▸ YOUR OBJECTIVE: Needed from the data below: all lines that contain the word "calibration".

▸ MATERIALS PROVIDED:
───
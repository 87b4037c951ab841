//! Recording - header metadata plus the sample table

use std::collections::BTreeMap;

use chrono::{NaiveDate, NaiveDateTime};
use serde::{Deserialize, Serialize};

use crate::SampleTable;

const UNKNOWN_SERIAL: &str = "UNKNOWN";

/// Header formats seen in the `RECORDED` field.
const RECORDED_FORMATS: &[&str] = &[
    "%Y-%m-%d %H:%M:%S%.f",
    "%Y-%m-%d %H:%M:%S",
    "%Y-%m-%dT%H:%M:%S%.f",
    "%Y-%m-%dT%H:%M:%S",
    "%m/%d/%Y %H:%M:%S",
];

/// A complete, already-captured probe recording.
#[derive(Debug, Clone, PartialEq, Serialize, Deserialize)]
pub struct Recording {
    pub metadata: BTreeMap<String, String>,
    pub table: SampleTable,
}

impl Recording {
    pub fn new(metadata: BTreeMap<String, String>, table: SampleTable) -> Self {
        Self { metadata, table }
    }

    /// Probe serial from the first header key mentioning "serial".
    pub fn serial_number(&self) -> String {
        self.metadata
            .iter()
            .find(|(key, _)| key.to_ascii_lowercase().contains("serial"))
            .map(|(_, value)| value.clone())
            .unwrap_or_else(|| UNKNOWN_SERIAL.to_string())
    }

    /// Timestamp of the `RECORDED` header, if present and parseable.
    pub fn recorded_at(&self) -> Option<NaiveDateTime> {
        let raw = self
            .metadata
            .iter()
            .find(|(key, _)| key.eq_ignore_ascii_case("recorded"))
            .map(|(_, value)| value.trim())?;
        RECORDED_FORMATS
            .iter()
            .find_map(|fmt| NaiveDateTime::parse_from_str(raw, fmt).ok())
            .or_else(|| {
                NaiveDate::parse_from_str(raw, "%Y-%m-%d")
                    .ok()
                    .and_then(|d| d.and_hms_opt(0, 0, 0))
            })
    }
}

#[cfg(test)]
mod tests {
    use super::*;

    fn recording(pairs: &[(&str, &str)]) -> Recording {
        let metadata = pairs
            .iter()
            .map(|(k, v)| (k.to_string(), v.to_string()))
            .collect();
        let table =
            SampleTable::from_columns(vec![("time".to_string(), vec![0.0, 1.0])]).unwrap();
        Recording::new(metadata, table)
    }

    #[test]
    fn test_serial_number_from_header() {
        let rec = recording(&[("Serial Num.", "252813070"), ("RECORDED", "2023-01-05")]);
        assert_eq!(rec.serial_number(), "252813070");
        assert_eq!(recording(&[]).serial_number(), "UNKNOWN");
    }

    #[test]
    fn test_recorded_at_formats() {
        let rec = recording(&[("RECORDED", "2023-01-05 10:30:00")]);
        let ts = rec.recorded_at().unwrap();
        assert_eq!(ts.to_string(), "2023-01-05 10:30:00");

        let date_only = recording(&[("RECORDED", "2023-01-05")]);
        assert!(date_only.recorded_at().is_some());

        assert!(recording(&[("RECORDED", "yesterday")]).recorded_at().is_none());
    }
}
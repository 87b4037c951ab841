//! # Config Loader
//!
//! Configuration loading and parsing module.
//!
//! Responsibilities:
//! - Parse TOML/JSON profile configuration files
//! - Validate configuration legality
//! - Load probe calibration files
//!
//! # Example
//!
//! ```no_run
//! use config_loader::ConfigLoader;
//! use std::path::Path;
//!
//! let config = ConfigLoader::load_from_path(Path::new("profile.toml")).unwrap();
//! println!("depth method: {:?}", config.depth_method);
//! ```

mod calibration;
mod parser;
mod validator;

pub use calibration::CalibrationStore;
pub use contracts::ProfileConfig;
pub use parser::ConfigFormat;

use contracts::ContractError;
use std::path::Path;
use tracing::debug;

/// Configuration loader
///
/// Provides static methods to load configuration from files or strings.
pub struct ConfigLoader;

impl ConfigLoader {
    /// Load configuration from file path
    ///
    /// Automatically detects format from file extension (.toml / .json).
    ///
    /// # Errors
    /// - File read failure
    /// - Unsupported format
    /// - Parse failure
    /// - Validation failure
    pub fn load_from_path(path: &Path) -> Result<ProfileConfig, ContractError> {
        let format = Self::detect_format(path)?;
        let content = Self::read_file(path)?;
        let config = Self::load_from_str(&content, format)?;
        debug!(path = %path.display(), ?format, "configuration loaded");
        Ok(config)
    }

    /// Load configuration from string
    ///
    /// # Errors
    /// - Parse failure
    /// - Validation failure
    pub fn load_from_str(content: &str, format: ConfigFormat) -> Result<ProfileConfig, ContractError> {
        Self::parse_and_validate(content, format)
    }

    /// Validate an already constructed configuration
    pub fn validate(config: &ProfileConfig) -> Result<(), ContractError> {
        validator::validate(config)
    }

    /// Serialize ProfileConfig to TOML string
    pub fn to_toml(config: &ProfileConfig) -> Result<String, ContractError> {
        ConfigFormat::Toml.render(config)
    }

    /// Serialize ProfileConfig to JSON string
    pub fn to_json(config: &ProfileConfig) -> Result<String, ContractError> {
        ConfigFormat::Json.render(config)
    }
}

impl ConfigLoader {
    /// Infer configuration format from file extension
    fn detect_format(path: &Path) -> Result<ConfigFormat, ContractError> {
        let ext = path.extension().and_then(|e| e.to_str()).ok_or_else(|| {
            ContractError::config_parse("cannot determine file format from extension")
        })?;

        ConfigFormat::from_extension(ext).ok_or_else(|| {
            ContractError::config_parse(format!("unsupported config format: .{ext}"))
        })
    }

    /// Read configuration file content
    fn read_file(path: &Path) -> Result<String, ContractError> {
        Ok(std::fs::read_to_string(path)?)
    }

    /// Parse and validate configuration content
    fn parse_and_validate(content: &str, format: ConfigFormat) -> Result<ProfileConfig, ContractError> {
        let config = format.parse(content)?;
        validator::validate(&config)?;
        Ok(config)
    }
}
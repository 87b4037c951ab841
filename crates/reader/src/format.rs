//! Probe CSV format
//!
//! A block of `key = value` metadata lines followed by a comma separated
//! sample table whose first line names the columns.

use std::collections::BTreeMap;
use std::fs::File;
use std::io::{BufRead, BufReader, BufWriter, Write};
use std::path::Path;

use contracts::{Recording, SampleTable, TIME_COLUMN};
use csv::{ReaderBuilder, Trim, WriterBuilder};
use tracing::{debug, info};

use crate::error::{ReaderError, Result};

/// Split a `key = value` header line, quotes and whitespace stripped.
fn metadata_entry(line: &str) -> Option<(String, String)> {
    let (key, value) = line.split_once('=')?;
    Some((clean(key).to_string(), clean(value).to_string()))
}

fn clean(raw: &str) -> &str {
    raw.trim().trim_matches('"').trim()
}

/// Index columns written by spreadsheet tools carry no data.
fn is_index_column(name: &str) -> bool {
    name.is_empty() || name.starts_with("Unnamed")
}

fn parse_cell(cell: &str) -> std::result::Result<f64, String> {
    if cell.is_empty() {
        return Ok(f64::NAN);
    }
    cell.parse::<f64>()
        .map_err(|e| format!("'{cell}' is not a number ({e})"))
}

/// Metadata block and the byte offset and 0-based line of the column header.
fn split_metadata(text: &str) -> Result<(BTreeMap<String, String>, usize, usize)> {
    let mut metadata = BTreeMap::new();
    let mut offset = 0;

    for (idx, line) in text.split_inclusive('\n').enumerate() {
        if !line.trim().is_empty() {
            match metadata_entry(line) {
                Some((key, value)) => {
                    metadata.insert(key, value);
                }
                None => return Ok((metadata, offset, idx)),
            }
        }
        offset += line.len();
    }
    Err(ReaderError::MissingHeader)
}

/// Parse a complete recording from text.
///
/// # Errors
/// - `EmptyFile` for blank input, `MissingHeader` when only metadata is present
/// - `Csv` for rows whose cell count differs from the header or broken quoting
/// - `Parse` for a cell that is not a number
/// - `Table` when the columns lack a `time` axis or are inconsistent
pub fn parse_recording(text: &str) -> Result<Recording> {
    if text.trim().is_empty() {
        return Err(ReaderError::EmptyFile);
    }

    let (metadata, offset, header_line) = split_metadata(text)?;
    let file_line = |csv_line: u64| header_line + csv_line as usize;
    let csv_error = |source: csv::Error| ReaderError::Csv {
        line: file_line(source.position().map_or(1, |p| p.line())),
        source,
    };

    let mut reader = ReaderBuilder::new()
        .has_headers(true)
        .flexible(false)
        .trim(Trim::All)
        .from_reader(text[offset..].as_bytes());

    let names: Vec<String> = reader
        .headers()
        .map_err(csv_error)?
        .iter()
        .map(str::to_string)
        .collect();
    let mut columns: Vec<Vec<f64>> = vec![Vec::new(); names.len()];

    for record in reader.records() {
        let record = record.map_err(csv_error)?;
        let line = file_line(record.position().map_or(0, |p| p.line()));
        for ((name, cell), column) in names.iter().zip(record.iter()).zip(columns.iter_mut()) {
            let value = parse_cell(cell).map_err(|message| ReaderError::Parse {
                line,
                column: name.clone(),
                message,
            })?;
            column.push(value);
        }
    }

    let kept: Vec<(String, Vec<f64>)> = names
        .into_iter()
        .zip(columns)
        .filter(|(name, _)| !is_index_column(name))
        .collect();
    let table = SampleTable::from_columns(kept)?;
    debug!(
        samples = table.len(),
        columns = table.columns().len(),
        metadata = metadata.len(),
        "recording parsed"
    );

    Ok(Recording::new(metadata, table))
}

/// Read a recording file.
pub fn read_recording(path: impl AsRef<Path>) -> Result<Recording> {
    let path = path.as_ref();
    let text = std::fs::read_to_string(path)?;
    let recording = parse_recording(&text)?;
    info!(
        path = %path.display(),
        samples = recording.table.len(),
        serial = %recording.serial_number(),
        "recording loaded"
    );
    Ok(recording)
}

/// Read only the metadata block, without touching the samples.
pub fn read_metadata(path: impl AsRef<Path>) -> Result<BTreeMap<String, String>> {
    let reader = BufReader::new(File::open(path)?);
    let mut metadata = BTreeMap::new();
    let mut seen_any = false;

    for line in reader.lines() {
        let line = line?;
        seen_any = true;
        if line.trim().is_empty() {
            continue;
        }
        match metadata_entry(&line) {
            Some((key, value)) => {
                metadata.insert(key, value);
            }
            None => return Ok(metadata),
        }
    }

    if seen_any {
        Err(ReaderError::MissingHeader)
    } else {
        Err(ReaderError::EmptyFile)
    }
}

fn format_cell(value: f64) -> String {
    if value.is_nan() {
        String::new()
    } else {
        value.to_string()
    }
}

/// Write the metadata block and the sample table to `out`.
fn write_to<W: Write>(mut out: W, recording: &Recording) -> Result<W> {
    for (key, value) in &recording.metadata {
        writeln!(out, "{key} = {value}")?;
    }

    let table = &recording.table;
    let mut writer = WriterBuilder::new().from_writer(out);
    writer.write_record(std::iter::once(TIME_COLUMN).chain(table.column_names()))?;
    for (i, t) in table.time().iter().enumerate() {
        writer.write_record(
            std::iter::once(format_cell(*t))
                .chain(table.columns().iter().map(|c| format_cell(c.values[i]))),
        )?;
    }
    writer.into_inner().map_err(|e| ReaderError::Io(e.into_error()))
}

/// Render a recording in the probe CSV format. NaN samples become empty cells.
pub fn to_csv_string(recording: &Recording) -> Result<String> {
    let bytes = write_to(Vec::new(), recording)?;
    String::from_utf8(bytes)
        .map_err(|e| ReaderError::Io(std::io::Error::new(std::io::ErrorKind::InvalidData, e)))
}

/// Write a recording in the probe CSV format.
pub fn write_recording(path: impl AsRef<Path>, recording: &Recording) -> Result<()> {
    let path = path.as_ref();
    let mut out = write_to(BufWriter::new(File::create(path)?), recording)?;
    out.flush()?;
    debug!(path = %path.display(), samples = recording.table.len(), "recording written");
    Ok(())
}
───
▸ WRITTEN REPLY:
//! - Load probe calibration files
mod calibration;
pub use calibration::CalibrationStore;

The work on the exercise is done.